Temos de discordar do autor, ou autores, do posfácio, quando se fala desta banda desenhada como sendo “sem texto”. É um erro comum, ou um entendimento reduzido do que significa “texto” de um ponto de vista semiótico. A ausência de matéria verbal, neste caso de um sistema de escrita simbólico convencional que transmita informação ou significado – e é discutível que isso suceda, uma vez que temos título, símbolos de música, sinalização verbal na paisagem urbana, e até balões “de fala”, mesmo que contendo mais informação visual, etc. – , é absolutamente secundário aos mecanismos de percepção, cognição e interpretação que o leitor fará da organização das imagens que vão sendo oferecidas ao longo da leitura. Não apenas as vinhetas isoladas em si, mas as suas coordenações sucessivas em sequência, prancha, livro... Ou seja, texto, há sempre. E ele é lido.

Apesar de termos em conta os limites através dos quais Hugo Teixeira controla o desejado na figuração das suas personagens, notar-se-á sobremaneira o maior domínio que tem sobre as aguadas nesta obra, assim como a maneira mais delicada com que contorna o que consegue cumprir, tornando a sua criação imagética mais sólida ao longo destas páginas. Mais, a variação de planos, por vezes de forma dramática, a atenção para com a variedade de composição, traz toda uma solidez às estratégias de storytelling visual (quem sabe debatidas a pormenor com o argumentista), que tornam Pássaro uma leitura a pedir atenção. Aliás, é precisamente nessa dimensão que o livro procura precisamente uma maneira elegante, ainda que não necessariamente inédita ou refundadora, que as imagens signifiquem o máximo. A maneira como a composição é pensada, as próprias molduras das vinhetas, os modos de encaixe destas umas com as outras e ou se formam as páginas e, por vezes, os spreads, não pedem somento uma “leitura dura” dos desenhos. Não estamos a ver somente uma “árvore cortada”, nem cenas do périplo da menina na vila - não, a vinheta demonstra o acto da árvore a ser cortada, e as vinhetas do périplo enclausuram cada acção na inconsequência que têm para a sua libertação ou conforto.

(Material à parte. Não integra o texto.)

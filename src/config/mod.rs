// Copyright (c) 2025 Ronan LE MEILLAT, SCTG Development
// This file is part of the neasmart-gateway project and is licensed under the
// SCTG Development Non-Commercial License v1.0 (see LICENSE.md for details).

//! Configuration management for the register gateway
//!
//! This module provides functionality for loading, validating, and applying
//! configuration settings for the gateway. The configuration is backed by a
//! YAML file and validated against a JSON schema for robustness.
//!
//! ## Configuration Structure
//!
//! The configuration is organized as a nested structure with sections:
//! - `modbus`: Modbus server exposed to external masters
//! - `bus`: How the heating controller is reached
//! - `storage`: Durable register store and its fallback
//! - `circuit_breaker`: Fault isolation around bus access
//! - `write_through`: Mirroring of zone writes on the secondary device
//!
//! ## Usage
//!
//! ```no_run
//! use neasmart_gateway::config::Config;
//! use std::path::Path;
//!
//! // Load config from file, creates a default if not found
//! let mut config = Config::from_file(Path::new("config.yaml")).unwrap();
//!
//! // Apply command line overrides if needed
//! config.apply_args(
//!     Some(true),                     // Enable Modbus
//!     Some("0.0.0.0".to_string()),    // Modbus address
//!     Some(5020),                     // Modbus port
//!     None,                           // Storage path
//! );
//!
//! println!("Modbus port: {}", config.modbus.port);
//! ```

pub mod bus;
pub mod circuit_breaker;
pub mod modbus;
pub mod storage;
pub mod utils;
pub mod write_through;

use std::fs::{self, File};
use std::io::Write;
use std::path::{Path, PathBuf};

use anyhow::{Context, Result};
use log::{debug, error};
use serde::{Deserialize, Serialize};

// Re-export all types for public API
pub use bus::{BusConfig, BusKind};
pub use circuit_breaker::CircuitBreakerConfig;
pub use modbus::{ModbusConfig, ModbusTransport};
pub use storage::StorageConfig;
pub use utils::{is_valid_ip_address, output_config_schema};
pub use write_through::{WriteThroughConfig, WriteThroughFallbackConfig};

/// Root configuration structure for the gateway.
///
/// # Default Values
///
/// Each section uses default values when not explicitly specified in the
/// configuration file, so an empty file is a valid configuration.
#[derive(Debug, Clone, Default, PartialEq, Serialize, Deserialize)]
pub struct Config {
    /// Modbus server settings.
    #[serde(default)]
    pub modbus: ModbusConfig,

    /// Heating bus access.
    #[serde(default)]
    pub bus: BusConfig,

    /// Durable register storage.
    #[serde(default)]
    pub storage: StorageConfig,

    #[serde(default)]
    pub circuit_breaker: CircuitBreakerConfig,

    /// Write-through to the secondary device.
    #[serde(default)]
    pub write_through: WriteThroughConfig,
}

impl Config {
    /// Helper method to create a sample config file when validation fails
    fn create_sample_config<P: AsRef<Path>>(path: P) -> Result<()> {
        let path = path.as_ref();
        let sample_path = path.with_extension("sample.yaml");
        debug!("Creating sample configuration file at {:?}", sample_path);

        // Create parent directories if they don't exist
        if let Some(parent) = sample_path.parent() {
            if !parent.as_os_str().is_empty() && !parent.exists() {
                debug!("Creating parent directory: {:?}", parent);
                std::fs::create_dir_all(parent).with_context(|| {
                    format!(
                        "Failed to create parent directory for sample config at {:?}",
                        parent
                    )
                })?;
            }
        }

        Self::default()
            .save_to_file(&sample_path)
            .with_context(|| format!("Failed to save sample config to {:?}", sample_path))?;

        error!(
            "Sample configuration file created at {:?}\nPlease edit and rename it",
            sample_path
        );
        Ok(())
    }

    /// Load configuration from a file
    ///
    /// A missing file is created with the default configuration. A file that
    /// fails schema validation, deserialization or the additional rules of
    /// [`utils::validate_specific_rules`] is rejected, and a sample file with
    /// default values is written next to it.
    pub fn from_file<P: AsRef<Path>>(path: P) -> Result<Self> {
        let path = path.as_ref();
        if !path.exists() {
            debug!(
                "Configuration file not found at {:?}, creating default",
                path
            );
            let default_config = Self::default();
            default_config.save_to_file(path)?;
            return Ok(default_config);
        }

        debug!("Loading configuration from {:?}", path);
        let contents = fs::read_to_string(path)
            .with_context(|| format!("Failed to read configuration file at {:?}", path))?;

        // First step: convert YAML to a generic Value
        let yaml_value: serde_yml::Value = serde_yml::from_str(&contents)
            .with_context(|| format!("Failed to parse YAML configuration from {:?}", path))?;

        // An empty document is an empty mapping
        let json_value = match serde_json::to_value(&yaml_value).with_context(|| {
            format!("Failed to convert YAML to JSON for validation: {:?}", path)
        })? {
            serde_json::Value::Null => serde_json::Value::Object(Default::default()),
            value => value,
        };

        let validator = utils::schema_validator()?;

        debug!("Validating {} configuration against schema", path.display());
        if let Err(error) = validator.validate(&json_value) {
            error!("Configuration validation error before deserialization");
            Self::create_sample_config(path)?;
            anyhow::bail!("Configuration validation failed: {}", error);
        }

        debug!("Schema validation passed, deserializing into Config structure");
        let config: Config = match serde_json::from_value(json_value) {
            Ok(config) => config,
            Err(err) => {
                error!("Configuration deserialization error: {}", err);
                if let Err(e) = Self::create_sample_config(path) {
                    error!("Failed to create sample config: {}", e);
                }
                return Err(anyhow::anyhow!(
                    "Failed to deserialize configuration from {}: {}",
                    path.display(),
                    err
                ));
            }
        };

        // Perform additional specific validations
        if let Err(err) = utils::validate_specific_rules(&config) {
            error!("Configuration specific validation error: {}", err);
            Self::create_sample_config(path)?;
            return Err(err);
        }

        Ok(config)
    }

    /// Save the configuration to a file
    pub fn save_to_file<P: AsRef<Path>>(&self, path: P) -> Result<()> {
        let yaml =
            serde_yml::to_string(self).context("Failed to serialize configuration to YAML")?;

        let mut file = File::create(path.as_ref())
            .with_context(|| format!("Failed to create config file at {:?}", path.as_ref()))?;

        file.write_all(yaml.as_bytes())
            .with_context(|| format!("Failed to write configuration to {:?}", path.as_ref()))?;

        Ok(())
    }

    /// Apply command line arguments to override configuration values.
    ///
    /// Only explicitly provided values override the loaded configuration.
    ///
    /// # Parameters
    ///
    /// * `modbus_enabled` - Optional flag to enable/disable the Modbus server
    /// * `modbus_address` - Optional network address for the Modbus server
    /// * `modbus_port` - Optional TCP port for the Modbus server
    /// * `storage_path` - Optional path of the register database
    pub fn apply_args(
        &mut self,
        modbus_enabled: Option<bool>,
        modbus_address: Option<String>,
        modbus_port: Option<u16>,
        storage_path: Option<PathBuf>,
    ) {
        if let Some(enabled) = modbus_enabled {
            debug!("Overriding Modbus enabled from command line: {}", enabled);
            self.modbus.enabled = enabled;
        }
        if let Some(port) = modbus_port {
            debug!("Overriding Modbus port from command line: {}", port);
            self.modbus.port = port;
        }
        if let Some(address) = modbus_address {
            debug!("Overriding Modbus address from command line: {}", address);
            self.modbus.address = address;
        }
        if let Some(path) = storage_path {
            debug!("Overriding storage path from command line: {:?}", path);
            self.storage.path = path;
        }
    }
}
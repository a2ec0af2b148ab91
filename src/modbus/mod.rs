// Copyright (c) 2025 Ronan LE MEILLAT, SCTG Development
// This file is part of the neasmart-gateway project and is licensed under the
// SCTG Development Non-Commercial License v1.0 (see LICENSE.md for details).

//! Modbus communication module
//!
//! This module provides the Modbus slave side of the gateway (TCP or RTU
//! serial) and the lazily connected client used to reach other devices.
//!
//! ## Key Components
//!
//! - `GatewayModbusServer`: tokio-modbus service answering function codes 3, 6
//!   and 16 for the configured slave id and the secondary id 241.
//! - `ModbusConnection`: reconnecting client shared by the bus poller and the
//!   write-through mirror.
//!
//! ## Usage
//!
//! ```no_run
//! # async fn run(gateway: std::sync::Arc<neasmart_gateway::gateway::GatewayCore>) -> std::io::Result<()> {
//! use neasmart_gateway::modbus::{serve_tcp, GatewayModbusServer};
//!
//! let listener = tokio::net::TcpListener::bind("0.0.0.0:502").await?;
//! serve_tcp(listener, GatewayModbusServer::new(gateway, 240)).await
//! # }
//! ```

pub mod client;
pub mod modbus_server;

pub use client::{Endpoint, ModbusConnection, RequestError};
pub use modbus_server::{serve_rtu, serve_tcp, GatewayModbusServer};
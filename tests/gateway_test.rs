// Copyright (c) 2025 Ronan LE MEILLAT, SCTG Development
// This file is part of the neasmart-gateway project and is licensed under the
// SCTG Development Non-Commercial License v1.0 (see LICENSE.md for details).

//! End-to-end tests of the gateway: bus, circuit breaker, register store and
//! write-through mirroring on a Modbus test device.

use std::collections::HashMap;
use std::net::SocketAddr;
use std::sync::atomic::{AtomicBool, AtomicUsize, Ordering};
use std::sync::Arc;
use std::time::Duration;

use approx::assert_abs_diff_eq;
use futures::future;
use neasmart_gateway::codec::{decode, encode};
use neasmart_gateway::gateway::{GatewayCore, GatewayError, MemoryBus};
use neasmart_gateway::registers::{ZoneRegisters, ZoneState};
use neasmart_gateway::resilience::{CircuitBreakerConfig, CircuitState};
use neasmart_gateway::store::{
    RedbBackend, RegisterBackend, RegisterStore, RetryPolicy, StoreError, StoreOptions,
};
use neasmart_gateway::write_through::{WriteThroughClient, WriteThroughOptions, WriteThroughQueue};
use parking_lot::Mutex;
use tempfile::TempDir;
use tokio::net::TcpListener;
use tokio::time;
use tokio_modbus::prelude::*;
use tokio_modbus::server::tcp::{accept_tcp_connection, Server};

/// Secondary device double recording the registers written to it.
#[derive(Clone, Default)]
struct TestDevice {
    registers: Arc<Mutex<HashMap<u16, u16>>>,
}

impl TestDevice {
    fn get(&self, addr: u16) -> Option<u16> {
        self.registers.lock().get(&addr).copied()
    }
}

impl tokio_modbus::server::Service for TestDevice {
    type Request = SlaveRequest<'static>;
    type Response = Response;
    type Exception = ExceptionCode;
    type Future = future::Ready<Result<Self::Response, Self::Exception>>;

    fn call(&self, req: Self::Request) -> Self::Future {
        let result = match req.request {
            Request::WriteSingleRegister(addr, value) => {
                self.registers.lock().insert(addr, value);
                Ok(Response::WriteSingleRegister(addr, value))
            }
            _ => Err(ExceptionCode::IllegalFunction),
        };
        future::ready(result)
    }
}

async fn start_test_device() -> (SocketAddr, TestDevice, tokio::task::JoinHandle<()>) {
    let listener = TcpListener::bind("127.0.0.1:0").await.unwrap();
    let addr = listener.local_addr().unwrap();
    let device = TestDevice::default();

    let service = device.clone();
    let handle = tokio::spawn(async move {
        let server = Server::new(listener);
        let on_connected = move |stream, socket_addr| {
            let service = service.clone();
            async move { accept_tcp_connection(stream, socket_addr, move |_| Ok(Some(service.clone()))) }
        };
        let on_process_error = |err| eprintln!("Test device error: {}", err);
        let _ = server.serve(&on_connected, on_process_error).await;
    });

    (addr, device, handle)
}

/// redb backend whose writes can be made to fail.
struct FlakyBackend {
    inner: RedbBackend,
    failing: Arc<AtomicBool>,
}

impl RegisterBackend for FlakyBackend {
    fn read_range(&self, start: u16, count: usize) -> Result<Vec<u16>, StoreError> {
        self.inner.read_range(start, count)
    }

    fn write_range(&self, start: u16, values: &[u16]) -> Result<(), StoreError> {
        if self.failing.load(Ordering::SeqCst) {
            return Err(StoreError::Backend("disk unavailable".to_string()));
        }
        self.inner.write_range(start, values)
    }

    fn write_entries(&self, entries: &[(u16, u16)]) -> Result<(), StoreError> {
        if self.failing.load(Ordering::SeqCst) {
            return Err(StoreError::Backend("disk unavailable".to_string()));
        }
        self.inner.write_entries(entries)
    }

    fn probe(&self) -> Result<(), StoreError> {
        Ok(())
    }

    fn entry_count(&self) -> Result<u64, StoreError> {
        self.inner.entry_count()
    }
}

fn open_store(dir: &TempDir) -> Arc<RegisterStore> {
    Arc::new(
        RegisterStore::open_path(dir.path().join("registers.redb"), StoreOptions::default())
            .unwrap(),
    )
}

fn breaker_config(failure_threshold: u32) -> CircuitBreakerConfig {
    CircuitBreakerConfig {
        failure_threshold,
        recovery_timeout: Duration::from_secs(60),
        half_open_max_calls: 1,
    }
}

async fn wait_for(device: &TestDevice, addr: u16) -> Option<u16> {
    for _ in 0..100 {
        if let Some(value) = device.get(addr) {
            return Some(value);
        }
        time::sleep(Duration::from_millis(20)).await;
    }
    None
}

#[tokio::test]
async fn test_setpoint_write_reads_back() {
    let dir = tempfile::tempdir().unwrap();
    let bus = Arc::new(MemoryBus::new());
    let gateway = GatewayCore::new(bus.clone(), open_store(&dir), breaker_config(5));

    gateway.write_register(1301, encode(22.5).unwrap()).await.unwrap();
    let raw = gateway.read_register(1301).await.unwrap();

    assert_abs_diff_eq!(decode(raw), 22.5, epsilon = 0.1);
    assert_eq!(bus.peek(1301), raw);
}

#[tokio::test]
async fn test_open_circuit_serves_persisted_values() {
    let dir = tempfile::tempdir().unwrap();
    let bus = Arc::new(MemoryBus::new());
    let store = open_store(&dir);
    let gateway = GatewayCore::new(bus.clone(), store.clone(), breaker_config(2));

    let zone = ZoneRegisters::new(1, 3).unwrap();
    let raw = gateway.write_zone_setpoint(1, 3, 21.0).await.unwrap();
    assert_eq!(store.get(zone.setpoint()).unwrap(), raw);

    bus.set_online(false);
    for _ in 0..2 {
        let err = gateway.write_register(900, 1).await.unwrap_err();
        assert!(matches!(err, GatewayError::Bus(_)));
    }
    assert_eq!(gateway.breaker().state(), CircuitState::Open);

    let requests = bus.request_count();
    let value = gateway.read_register(zone.setpoint()).await.unwrap();
    assert_eq!(value, raw);
    assert_abs_diff_eq!(decode(value), 21.0, epsilon = 0.1);
    // The open circuit keeps the bus out of the read path
    assert_eq!(bus.request_count(), requests);

    // Writes are still persisted while the circuit is open
    let err = gateway.write_register(901, 7).await.unwrap_err();
    assert!(matches!(err, GatewayError::CircuitOpen));
    assert!(err.is_persisted_locally());
    assert_eq!(store.get(901).unwrap(), 7);

    let status = gateway.status();
    assert_eq!(status.circuit_state, CircuitState::Open);
    assert!(status.store_healthy);
}

#[tokio::test]
async fn test_implausible_bus_value_is_replaced() {
    let dir = tempfile::tempdir().unwrap();
    let bus = Arc::new(MemoryBus::new());
    let store = open_store(&dir);
    let gateway = GatewayCore::new(bus.clone(), store.clone(), breaker_config(5));

    let temperature = ZoneRegisters::new(1, 2).unwrap().temperature();
    bus.load(temperature, &[encode(20.5).unwrap()]);
    let first = gateway.read_register(temperature).await.unwrap();
    assert_abs_diff_eq!(decode(first), 20.5, epsilon = 0.1);

    // The controller reports "no data"
    bus.load(temperature, &[0x7FFF]);
    let second = gateway.read_register(temperature).await.unwrap();
    assert_eq!(second, first);
    assert_eq!(store.get(temperature).unwrap(), first);
}

#[tokio::test]
async fn test_zone_writes_are_mirrored_on_secondary_device() {
    let (device_addr, device, device_handle) = start_test_device().await;
    let dir = tempfile::tempdir().unwrap();
    let bus = Arc::new(MemoryBus::new());

    let client = Arc::new(WriteThroughClient::new(WriteThroughOptions {
        enabled: true,
        device: device_addr,
        timeout: Duration::from_secs(1),
        retry_delay: Duration::from_millis(10),
        ..WriteThroughOptions::default()
    }));
    let (queue, worker) = WriteThroughQueue::new(client.clone(), 16);
    let worker_handle = tokio::spawn(worker.run());
    let gateway =
        GatewayCore::new(bus.clone(), open_store(&dir), breaker_config(5)).with_write_through(queue);

    let zone = ZoneRegisters::new(1, 3).unwrap();
    let raw = gateway.write_zone_setpoint(1, 3, 22.5).await.unwrap();
    gateway
        .write_zone_state(1, 3, ZoneState::Away)
        .await
        .unwrap();

    assert_eq!(wait_for(&device, zone.setpoint()).await, Some(raw));
    assert_eq!(
        wait_for(&device, zone.state()).await,
        Some(ZoneState::Away.value())
    );
    assert_eq!(client.consecutive_errors(), 0);

    // Plain register writes are not mirrored
    gateway.write_register(1402, 5).await.unwrap();
    time::sleep(Duration::from_millis(100)).await;
    assert_eq!(device.get(1402), None);

    let status = gateway.status();
    let write_through = status.write_through.unwrap();
    assert!(write_through.enabled);
    assert_eq!(write_through.consecutive_errors, 0);

    drop(gateway);
    time::timeout(Duration::from_secs(2), worker_handle)
        .await
        .unwrap()
        .unwrap();
    device_handle.abort();
}

#[tokio::test]
async fn test_unreachable_secondary_device_disables_mirroring() {
    // Grab a free port, then release it
    let listener = TcpListener::bind("127.0.0.1:0").await.unwrap();
    let device_addr = listener.local_addr().unwrap();
    drop(listener);

    let dir = tempfile::tempdir().unwrap();
    let bus = Arc::new(MemoryBus::new());
    let store = open_store(&dir);
    let client = Arc::new(WriteThroughClient::new(WriteThroughOptions {
        enabled: true,
        device: device_addr,
        timeout: Duration::from_millis(200),
        retry_attempts: 2,
        retry_delay: Duration::from_millis(10),
        disable_on_error: true,
        max_consecutive_errors: 1,
        ..WriteThroughOptions::default()
    }));
    let (queue, worker) = WriteThroughQueue::new(client.clone(), 16);
    let worker_handle = tokio::spawn(worker.run());
    let gateway =
        GatewayCore::new(bus.clone(), store.clone(), breaker_config(5)).with_write_through(queue);

    let zone = ZoneRegisters::new(1, 1).unwrap();
    let raw = gateway.write_zone_setpoint(1, 1, 19.5).await.unwrap();
    assert_eq!(store.get(zone.setpoint()).unwrap(), raw);

    for _ in 0..100 {
        if client.consecutive_errors() > 0 {
            break;
        }
        time::sleep(Duration::from_millis(20)).await;
    }
    assert_eq!(client.consecutive_errors(), 1);
    assert!(!client.is_enabled());

    drop(gateway);
    time::timeout(Duration::from_secs(2), worker_handle)
        .await
        .unwrap()
        .unwrap();
}

#[tokio::test]
async fn test_sync_from_bus_persists_values() {
    let dir = tempfile::tempdir().unwrap();
    let path = dir.path().join("registers.redb");
    let bus = Arc::new(MemoryBus::new());
    let values: Vec<u16> = (0..150).map(|i| 1000 + i).collect();
    bus.load(4000, &values);

    {
        let store = Arc::new(RegisterStore::open_path(&path, StoreOptions::default()).unwrap());
        let gateway = GatewayCore::new(bus.clone(), store, breaker_config(5));
        let report = gateway.sync_from_bus(4000, 150).await.unwrap();
        assert_eq!(report.synced, 150);
        assert_eq!(report.failed_batches, 0);
    }

    // Synced values are durable
    let reopened = RegisterStore::open_path(&path, StoreOptions::default()).unwrap();
    assert_eq!(reopened.get_range(4000, 150).unwrap(), values);
}

#[tokio::test(flavor = "current_thread")]
async fn test_degraded_store_write_does_not_stall_other_tasks() {
    let dir = tempfile::tempdir().unwrap();
    let failing = Arc::new(AtomicBool::new(false));
    let backend = FlakyBackend {
        inner: RedbBackend::open(dir.path().join("registers.redb")).unwrap(),
        failing: failing.clone(),
    };
    let store = Arc::new(
        RegisterStore::open(
            Box::new(backend),
            StoreOptions {
                enable_fallback: true,
                retry: RetryPolicy {
                    max_attempts: 3,
                    base_delay: Duration::from_millis(100),
                    max_delay: Duration::from_millis(200),
                },
                health_check_interval: Duration::from_secs(60),
            },
        )
        .unwrap(),
    );
    let bus = Arc::new(MemoryBus::new());
    let gateway = GatewayCore::new(bus.clone(), store.clone(), breaker_config(5));

    let ticks = Arc::new(AtomicUsize::new(0));
    let ticker = {
        let ticks = ticks.clone();
        tokio::spawn(async move {
            loop {
                ticks.fetch_add(1, Ordering::SeqCst);
                time::sleep(Duration::from_millis(10)).await;
            }
        })
    };

    // Backing off between the three attempts takes at least 300 ms
    failing.store(true, Ordering::SeqCst);
    gateway.write_register(42, 7).await.unwrap();

    assert!(ticks.load(Ordering::SeqCst) >= 5);
    assert!(store.is_using_fallback());
    assert_eq!(store.get(42).unwrap(), 7);
    assert_eq!(bus.peek(42), 7);
    ticker.abort();
}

Pequeno conto ilustrado e célere, os próprios autores convidam a uma participação verbosa mas que nos parece também inconsequente e desnecessária, já que nenhumas palavras precisas poderão colmatar as dores e as perdas que são exploradas no texto do livro.

Nota final: agradecimentos aos autores, e editora, pela oferta do volume.